Le souvenir m’en est doux comme un tête-à-tête
Avec un vieil ami qu’on retrouve et qu’on fête.
Elle bat un rappel de jeunesse en mon cœur,
Comme on dit qu’un bon vin rappelle son buveur…
 
C’était pendant les jours gris d’une fin d’octobre,
Et je touchais à l’âge où l’homme devient sobre
Forcément, n’ayant plus pour suivre le plaisir
Que le souffle trop court d’un impuissant désir.

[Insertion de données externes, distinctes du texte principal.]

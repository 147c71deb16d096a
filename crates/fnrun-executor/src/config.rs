//! Engine configuration: defaults, JSON file loading and `FNRUN_*` overrides.

use fnrun_common::{FnrunError, Language, Result};
use serde::{Deserialize, Serialize};
use std::path::{Path, PathBuf};
use std::str::FromStr;
use std::time::Duration;
use tracing::info;

/// Environment variable naming the JSON config file.
pub const CONFIG_PATH_ENV: &str = "FNRUN_CONFIG";

#[derive(Debug, Clone, PartialEq, Serialize, Deserialize)]
#[serde(default)]
pub struct EngineConfig {
    /// Root directory for deployed handler code, one subdirectory per function.
    pub functions_dir: PathBuf,
    /// Where the code directory is mounted inside a sandbox.
    pub sandbox_code_path: String,
    pub payload_env_var: String,
    pub images: RuntimeImages,
    pub pull_missing_images: bool,
    pub limits: ResourceLimits,
    pub default_timeout_ms: u64,
    pub max_timeout_ms: u64,
    /// Upper bound on each teardown step (kill, log capture, removal).
    pub teardown_grace_ms: u64,
    pub max_concurrent_sandboxes: usize,
    /// Invocations allowed to wait for a slot; 0 rejects immediately when full.
    pub max_queue_depth: usize,
}

impl Default for EngineConfig {
    fn default() -> Self {
        Self {
            functions_dir: PathBuf::from("./functions"),
            sandbox_code_path: "/function".to_string(),
            payload_env_var: "PAYLOAD".to_string(),
            images: RuntimeImages::default(),
            pull_missing_images: true,
            limits: ResourceLimits::default(),
            default_timeout_ms: 30_000,
            max_timeout_ms: 300_000,
            teardown_grace_ms: 5_000,
            max_concurrent_sandboxes: 8,
            max_queue_depth: 0,
        }
    }
}

#[derive(Debug, Clone, PartialEq, Eq, Serialize, Deserialize)]
#[serde(default)]
pub struct RuntimeImages {
    pub python: String,
    pub javascript: String,
}

impl Default for RuntimeImages {
    fn default() -> Self {
        Self {
            python: "python:3.11-alpine".to_string(),
            javascript: "node:20-alpine".to_string(),
        }
    }
}

impl RuntimeImages {
    pub fn image_for(&self, language: Language) -> &str {
        match language {
            Language::Python => &self.python,
            Language::Javascript => &self.javascript,
        }
    }
}

#[derive(Debug, Clone, PartialEq, Serialize, Deserialize)]
#[serde(default)]
pub struct ResourceLimits {
    pub memory_mb: u64,
    pub cpus: f64,
    pub pids: i64,
    pub network_disabled: bool,
}

impl Default for ResourceLimits {
    fn default() -> Self {
        Self {
            memory_mb: 128,
            cpus: 0.5,
            pids: 64,
            network_disabled: true,
        }
    }
}

impl ResourceLimits {
    pub fn memory_bytes(&self) -> i64 {
        (self.memory_mb as i64).saturating_mul(1024 * 1024)
    }

    pub fn nano_cpus(&self) -> i64 {
        (self.cpus * 1_000_000_000.0) as i64
    }
}

impl EngineConfig {
    /// Reads a JSON config file. A missing file yields the defaults.
    pub async fn load_from_file(path: impl AsRef<Path>) -> Result<Self> {
        let path = path.as_ref();
        match tokio::fs::read_to_string(path).await {
            Ok(content) => serde_json::from_str(&content).map_err(|e| {
                FnrunError::Config(format!("invalid config file {}: {e}", path.display()))
            }),
            Err(e) if e.kind() == std::io::ErrorKind::NotFound => {
                info!(path = %path.display(), "Config file not found, using defaults");
                Ok(Self::default())
            }
            Err(e) => Err(e.into()),
        }
    }

    /// Full startup load: optional file from `FNRUN_CONFIG`, then env overrides, then validation.
    pub async fn from_env() -> Result<Self> {
        let mut config = match std::env::var(CONFIG_PATH_ENV) {
            Ok(path) => Self::load_from_file(path).await?,
            Err(_) => Self::default(),
        };
        config.apply_overrides(|key| std::env::var(key).ok())?;
        config.validate()?;
        Ok(config)
    }

    /// Applies `FNRUN_*` overrides read through `lookup`.
    pub fn apply_overrides<F>(&mut self, lookup: F) -> Result<()>
    where
        F: Fn(&str) -> Option<String>,
    {
        if let Some(dir) = lookup("FNRUN_FUNCTIONS_DIR") {
            self.functions_dir = PathBuf::from(dir);
        }
        if let Some(v) = parse_override(&lookup, "FNRUN_MAX_CONCURRENCY")? {
            self.max_concurrent_sandboxes = v;
        }
        if let Some(v) = parse_override(&lookup, "FNRUN_MAX_QUEUE_DEPTH")? {
            self.max_queue_depth = v;
        }
        if let Some(v) = parse_override(&lookup, "FNRUN_DEFAULT_TIMEOUT_MS")? {
            self.default_timeout_ms = v;
        }
        if let Some(v) = parse_override(&lookup, "FNRUN_MEMORY_MB")? {
            self.limits.memory_mb = v;
        }
        Ok(())
    }

    pub fn validate(&self) -> Result<()> {
        if self.max_concurrent_sandboxes == 0 {
            return Err(FnrunError::Config(
                "max_concurrent_sandboxes must be at least 1".into(),
            ));
        }
        if self.default_timeout_ms == 0 {
            return Err(FnrunError::Config("default_timeout_ms must be positive".into()));
        }
        if self.max_timeout_ms < self.default_timeout_ms {
            return Err(FnrunError::Config(format!(
                "max_timeout_ms ({}) is below default_timeout_ms ({})",
                self.max_timeout_ms, self.default_timeout_ms
            )));
        }
        if self.limits.memory_mb < 6 {
            // Docker refuses anything below 6 MiB
            return Err(FnrunError::Config("limits.memory_mb must be at least 6".into()));
        }
        if self.limits.cpus.is_nan() || self.limits.cpus <= 0.0 {
            return Err(FnrunError::Config("limits.cpus must be positive".into()));
        }
        if self.limits.pids <= 0 {
            return Err(FnrunError::Config("limits.pids must be positive".into()));
        }
        if !self.sandbox_code_path.starts_with('/') {
            return Err(FnrunError::Config(
                "sandbox_code_path must be an absolute container path".into(),
            ));
        }
        if self.payload_env_var.is_empty() || self.payload_env_var.contains('=') {
            return Err(FnrunError::Config(format!(
                "invalid payload_env_var {:?}",
                self.payload_env_var
            )));
        }
        Ok(())
    }

    pub fn default_timeout(&self) -> Duration {
        Duration::from_millis(self.default_timeout_ms)
    }

    pub fn max_timeout(&self) -> Duration {
        Duration::from_millis(self.max_timeout_ms)
    }

    pub fn teardown_grace(&self) -> Duration {
        Duration::from_millis(self.teardown_grace_ms)
    }

    /// Request timeout wins over the function's own, which wins over the default.
    /// The result is clamped to `[1ms, max_timeout]`.
    pub fn effective_timeout(
        &self,
        requested: Option<Duration>,
        function_default: Option<Duration>,
    ) -> Duration {
        requested
            .or(function_default)
            .unwrap_or_else(|| self.default_timeout())
            .clamp(Duration::from_millis(1), self.max_timeout())
    }
}

fn parse_override<T, F>(lookup: &F, key: &str) -> Result<Option<T>>
where
    T: FromStr,
    T::Err: std::fmt::Display,
    F: Fn(&str) -> Option<String>,
{
    match lookup(key) {
        None => Ok(None),
        Some(raw) => raw
            .trim()
            .parse()
            .map(Some)
            .map_err(|e| FnrunError::Config(format!("{key}={raw:?}: {e}"))),
    }
}

#[cfg(test)]
mod tests {
    use super::*;
    use std::collections::HashMap;

    #[test]
    fn test_defaults_are_valid() {
        let config = EngineConfig::default();
        config.validate().unwrap();
        assert_eq!(config.images.image_for(Language::Python), "python:3.11-alpine");
        assert_eq!(config.limits.memory_bytes(), 128 * 1024 * 1024);
        assert_eq!(config.limits.nano_cpus(), 500_000_000);
    }

    #[test]
    fn test_timeout_precedence_and_clamp() {
        let config = EngineConfig::default();
        let fn_default = Some(Duration::from_secs(2));
        assert_eq!(
            config.effective_timeout(Some(Duration::from_millis(1)), fn_default),
            Duration::from_millis(1)
        );
        assert_eq!(config.effective_timeout(None, fn_default), Duration::from_secs(2));
        assert_eq!(config.effective_timeout(None, None), Duration::from_secs(30));
        assert_eq!(
            config.effective_timeout(Some(Duration::from_secs(3600)), None),
            Duration::from_secs(300)
        );
        assert_eq!(
            config.effective_timeout(Some(Duration::ZERO), None),
            Duration::from_millis(1)
        );
    }

    #[test]
    fn test_env_overrides() {
        let vars: HashMap<&str, &str> = HashMap::from([
            ("FNRUN_MAX_CONCURRENCY", "3"),
            ("FNRUN_MEMORY_MB", "256"),
            ("FNRUN_FUNCTIONS_DIR", "/srv/functions"),
        ]);
        let mut config = EngineConfig::default();
        config
            .apply_overrides(|k| vars.get(k).map(|v| v.to_string()))
            .unwrap();
        assert_eq!(config.max_concurrent_sandboxes, 3);
        assert_eq!(config.limits.memory_mb, 256);
        assert_eq!(config.functions_dir, PathBuf::from("/srv/functions"));
        assert_eq!(config.max_queue_depth, 0);

        let err = EngineConfig::default()
            .apply_overrides(|k| (k == "FNRUN_MAX_QUEUE_DEPTH").then(|| "lots".to_string()))
            .unwrap_err();
        assert!(matches!(err, FnrunError::Config(_)));
    }

    #[test]
    fn test_validation_rejects_bad_values() {
        let mut config = EngineConfig::default();
        config.max_concurrent_sandboxes = 0;
        assert!(config.validate().is_err());

        let mut config = EngineConfig::default();
        config.max_timeout_ms = 10;
        assert!(config.validate().is_err());

        let mut config = EngineConfig::default();
        config.sandbox_code_path = "function".into();
        assert!(config.validate().is_err());
    }

    #[tokio::test]
    async fn test_load_from_file() {
        let dir = tempfile::tempdir().unwrap();
        let missing = EngineConfig::load_from_file(dir.path().join("absent.json"))
            .await
            .unwrap();
        assert_eq!(missing, EngineConfig::default());

        let path = dir.path().join("fnrun.json");
        tokio::fs::write(
            &path,
            r#"{"max_concurrent_sandboxes": 2, "limits": {"memory_mb": 64}}"#,
        )
        .await
        .unwrap();
        let config = EngineConfig::load_from_file(&path).await.unwrap();
        assert_eq!(config.max_concurrent_sandboxes, 2);
        assert_eq!(config.limits.memory_mb, 64);
        assert_eq!(config.limits.pids, 64);
        assert_eq!(config.default_timeout_ms, 30_000);

        tokio::fs::write(&path, "not json").await.unwrap();
        assert!(EngineConfig::load_from_file(&path).await.is_err());
    }
}
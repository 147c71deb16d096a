//! File-backed store: a JSON snapshot of the function catalogue plus an
//! append-only JSON-lines metric log.

use crate::storage::{FunctionStore, MetricStore};
use crate::{MetricFilter, Result, StoreError};
use async_trait::async_trait;
use fnrun_common::{Function, FunctionId, Metric};
use serde::{Deserialize, Serialize};
use std::collections::BTreeMap;
use std::path::{Path, PathBuf};
use tokio::io::{AsyncBufReadExt, AsyncWriteExt, BufReader};
use tokio::sync::Mutex;
use tracing::{info, warn};

const FUNCTIONS_FILE: &str = "functions.json";
const METRICS_FILE: &str = "metrics.jsonl";

pub struct JsonFileStore {
    root: PathBuf,
    catalogue: Mutex<Catalogue>,
    metrics_log: Mutex<()>,
}

#[derive(Default)]
struct Catalogue {
    functions: BTreeMap<FunctionId, Function>,
    high_water_id: FunctionId,
}

/// On-disk layout of `functions.json`. A bare array is the older layout and
/// carries no high-water mark beyond its own ids.
#[derive(Serialize, Deserialize)]
#[serde(untagged)]
enum Snapshot {
    Current {
        high_water_id: FunctionId,
        functions: Vec<Function>,
    },
    Legacy(Vec<Function>),
}

impl From<Snapshot> for Catalogue {
    fn from(snapshot: Snapshot) -> Self {
        let (recorded, list) = match snapshot {
            Snapshot::Current {
                high_water_id,
                functions,
            } => (high_water_id, functions),
            Snapshot::Legacy(functions) => (0, functions),
        };
        let functions: BTreeMap<_, _> = list.into_iter().map(|f| (f.id, f)).collect();
        let high_water_id = functions.keys().copied().max().unwrap_or(0).max(recorded);
        Self {
            functions,
            high_water_id,
        }
    }
}

impl JsonFileStore {
    /// Opens (creating if needed) a store rooted at `root`.
    pub async fn open(root: impl Into<PathBuf>) -> Result<Self> {
        let root = root.into();
        tokio::fs::create_dir_all(&root).await?;

        let functions_path = root.join(FUNCTIONS_FILE);
        let catalogue = match tokio::fs::read(&functions_path).await {
            Ok(bytes) => Catalogue::from(serde_json::from_slice::<Snapshot>(&bytes)?),
            Err(e) if e.kind() == std::io::ErrorKind::NotFound => Catalogue::default(),
            Err(e) => return Err(e.into()),
        };
        info!(
            path = %root.display(),
            functions = catalogue.functions.len(),
            high_water_id = catalogue.high_water_id,
            "Opened file store"
        );

        Ok(Self {
            root,
            catalogue: Mutex::new(catalogue),
            metrics_log: Mutex::new(()),
        })
    }

    pub fn root(&self) -> &Path {
        &self.root
    }

    async fn persist_functions(&self, catalogue: &Catalogue) -> Result<()> {
        let snapshot = Snapshot::Current {
            high_water_id: catalogue.high_water_id,
            functions: catalogue.functions.values().cloned().collect(),
        };
        let bytes = serde_json::to_vec_pretty(&snapshot)?;
        let tmp = self.root.join(format!("{FUNCTIONS_FILE}.tmp"));
        tokio::fs::write(&tmp, bytes).await?;
        tokio::fs::rename(&tmp, self.root.join(FUNCTIONS_FILE)).await?;
        Ok(())
    }
}

#[async_trait]
impl FunctionStore for JsonFileStore {
    async fn upsert_function(&self, function: &Function) -> Result<()> {
        let mut catalogue = self.catalogue.lock().await;
        catalogue.functions.insert(function.id, function.clone());
        catalogue.high_water_id = catalogue.high_water_id.max(function.id);
        self.persist_functions(&catalogue).await
    }

    async fn delete_function(&self, id: FunctionId) -> Result<()> {
        let mut catalogue = self.catalogue.lock().await;
        if catalogue.functions.remove(&id).is_some() {
            self.persist_functions(&catalogue).await?;
        }
        Ok(())
    }

    async fn load_functions(&self) -> Result<Vec<Function>> {
        Ok(self
            .catalogue
            .lock()
            .await
            .functions
            .values()
            .cloned()
            .collect())
    }

    async fn highest_id(&self) -> Result<FunctionId> {
        Ok(self.catalogue.lock().await.high_water_id)
    }
}

#[async_trait]
impl MetricStore for JsonFileStore {
    async fn insert_metric(&self, metric: &Metric) -> Result<()> {
        let mut line = serde_json::to_vec(metric)?;
        line.push(b'\n');

        let _guard = self.metrics_log.lock().await;
        let mut file = tokio::fs::OpenOptions::new()
            .create(true)
            .append(true)
            .open(self.root.join(METRICS_FILE))
            .await?;
        file.write_all(&line).await?;
        file.flush().await?;
        Ok(())
    }

    async fn query_metrics(
        &self,
        function_id: FunctionId,
        filter: &MetricFilter,
    ) -> Result<Vec<Metric>> {
        let file = match tokio::fs::File::open(self.root.join(METRICS_FILE)).await {
            Ok(file) => file,
            Err(e) if e.kind() == std::io::ErrorKind::NotFound => return Ok(Vec::new()),
            Err(e) => return Err(StoreError::Io(e)),
        };

        let mut rows = Vec::new();
        let mut lines = BufReader::new(file).lines();
        while let Some(line) = lines.next_line().await? {
            if line.trim().is_empty() {
                continue;
            }
            match serde_json::from_str::<Metric>(&line) {
                Ok(metric) if metric.function_id == function_id => rows.push(metric),
                Ok(_) => {}
                Err(e) => warn!(error = %e, "Skipping unreadable metric line"),
            }
        }
        Ok(filter.apply(&rows))
    }
}

#[cfg(test)]
mod tests {
    use super::*;
    use chrono::Utc;
    use fnrun_common::{ErrorKind, Language};

    fn function(id: FunctionId) -> Function {
        let now = Utc::now();
        Function {
            id,
            name: format!("fn-{id}"),
            route: format!("/fn-{id}"),
            language: Language::Javascript,
            code_location: PathBuf::from(format!("/srv/functions/{id}")),
            timeout_ms: Some(2000),
            created_at: now,
            updated_at: now,
        }
    }

    #[tokio::test]
    async fn test_functions_survive_reopen() {
        let dir = tempfile::tempdir().unwrap();
        let kept = function(2);
        {
            let store = JsonFileStore::open(dir.path()).await.unwrap();
            store.upsert_function(&function(1)).await.unwrap();
            store.upsert_function(&kept).await.unwrap();
            store.delete_function(1).await.unwrap();
        }

        let store = JsonFileStore::open(dir.path()).await.unwrap();
        assert_eq!(store.load_functions().await.unwrap(), vec![kept]);
    }

    #[tokio::test]
    async fn test_high_water_id_survives_delete_and_reopen() {
        let dir = tempfile::tempdir().unwrap();
        {
            let store = JsonFileStore::open(dir.path()).await.unwrap();
            store.upsert_function(&function(1)).await.unwrap();
            store.upsert_function(&function(5)).await.unwrap();
            store.delete_function(5).await.unwrap();
        }

        let store = JsonFileStore::open(dir.path()).await.unwrap();
        assert_eq!(store.load_functions().await.unwrap().len(), 1);
        assert_eq!(store.highest_id().await.unwrap(), 5);
    }

    #[tokio::test]
    async fn test_opens_bare_array_catalogue() {
        let dir = tempfile::tempdir().unwrap();
        let list = vec![function(4), function(2)];
        std::fs::write(
            dir.path().join(FUNCTIONS_FILE),
            serde_json::to_vec(&list).unwrap(),
        )
        .unwrap();

        let store = JsonFileStore::open(dir.path()).await.unwrap();
        assert_eq!(store.load_functions().await.unwrap().len(), 2);
        assert_eq!(store.highest_id().await.unwrap(), 4);
    }

    #[tokio::test]
    async fn test_metric_log_appends_and_filters() {
        let dir = tempfile::tempdir().unwrap();
        let store = JsonFileStore::open(dir.path()).await.unwrap();
        assert!(store
            .query_metrics(1, &MetricFilter::default())
            .await
            .unwrap()
            .is_empty());

        for (function_id, success) in [(1, true), (1, false), (2, true)] {
            let metric = Metric {
                request_id: uuid::Uuid::new_v4().to_string(),
                function_id,
                started_at: Utc::now(),
                duration_ms: 3.0,
                success,
                error_kind: (!success).then_some(ErrorKind::Crashed),
                error_message: None,
                exit_code: Some(if success { 0 } else { 1 }),
                payload_size: 2,
                response_size: 10,
                container_id: Some("abc".to_string()),
                memory_usage_mb: None,
                cpu_usage_percent: None,
            };
            store.insert_metric(&metric).await.unwrap();
        }

        let reopened = JsonFileStore::open(dir.path()).await.unwrap();
        let rows = reopened
            .query_metrics(1, &MetricFilter::default())
            .await
            .unwrap();
        assert_eq!(rows.len(), 2);
        let failed = reopened
            .query_metrics(
                1,
                &MetricFilter {
                    success: Some(false),
                    ..Default::default()
                },
            )
            .await
            .unwrap();
        assert_eq!(failed.len(), 1);
        assert_eq!(failed[0].error_kind, Some(ErrorKind::Crashed));
    }
}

Le front se dégarnit et la barbe grisonne,
On exhale une triste et rance odeur d’automne ;
C’est navrant… Bref, j’avais le spleen et m’étais mis
Au vert, loin du Paris viveur, chez des amis ;
Dans un village obscur, tout arrosé d’eau vive
Et couronné de bois, qu’on appelle Auberive.
Le pays est charmant, sauvage, intime et frais,
Plein de fleurs, embaumé du parfum des forêts.
Seul, un grand bâtiment à mine sépulcrale
Fait tache et l’assombrit : c’est la Maisan centrale,
— Une prison bâtie au milieu des jardins
Abbatiaux d’un vieux couvent de bernardins. —
Des femmes que le vice ou le crime a damnées,
Comme au fond d’une tombe y vivent des années,
N’ayant que les chéneaux des toits pour horizons
Et ne sachant plus rien des jours ni des saisons.
Enfermée à vingt ans dans cet enfer de Dante,
Plus d’une en sort ridée et la tête branlante ;
Plus d’une, après des mois de silence absolu,
Quand sa grâce est signée et son temps révolu,
Arrive au clair soleil, épeurée et honteuse,
Comme un oiseau de nuit qui d’une aile boiteuse,
Bat les airs et se cogne aux murs.

Or, le hasard
Fit justement qu’au jour marqué pour mon départ,
L’une d’elles sortait, sa peine étant finie.
« Cette nuit, vous aurez galante compagnie,
Me dit le conducteur sur son siège campé
Et d’un clin d’œil narquois me montrant le coupé,
La Centrale a lâché ce soir une hirondelle,
Et vous voyagerez tête à tête avec elle,
Ne vous en plaignez pas pourtant… Elle est, ma foi,
Jeunette et fort jolie… Un vrai morceau de roi ! »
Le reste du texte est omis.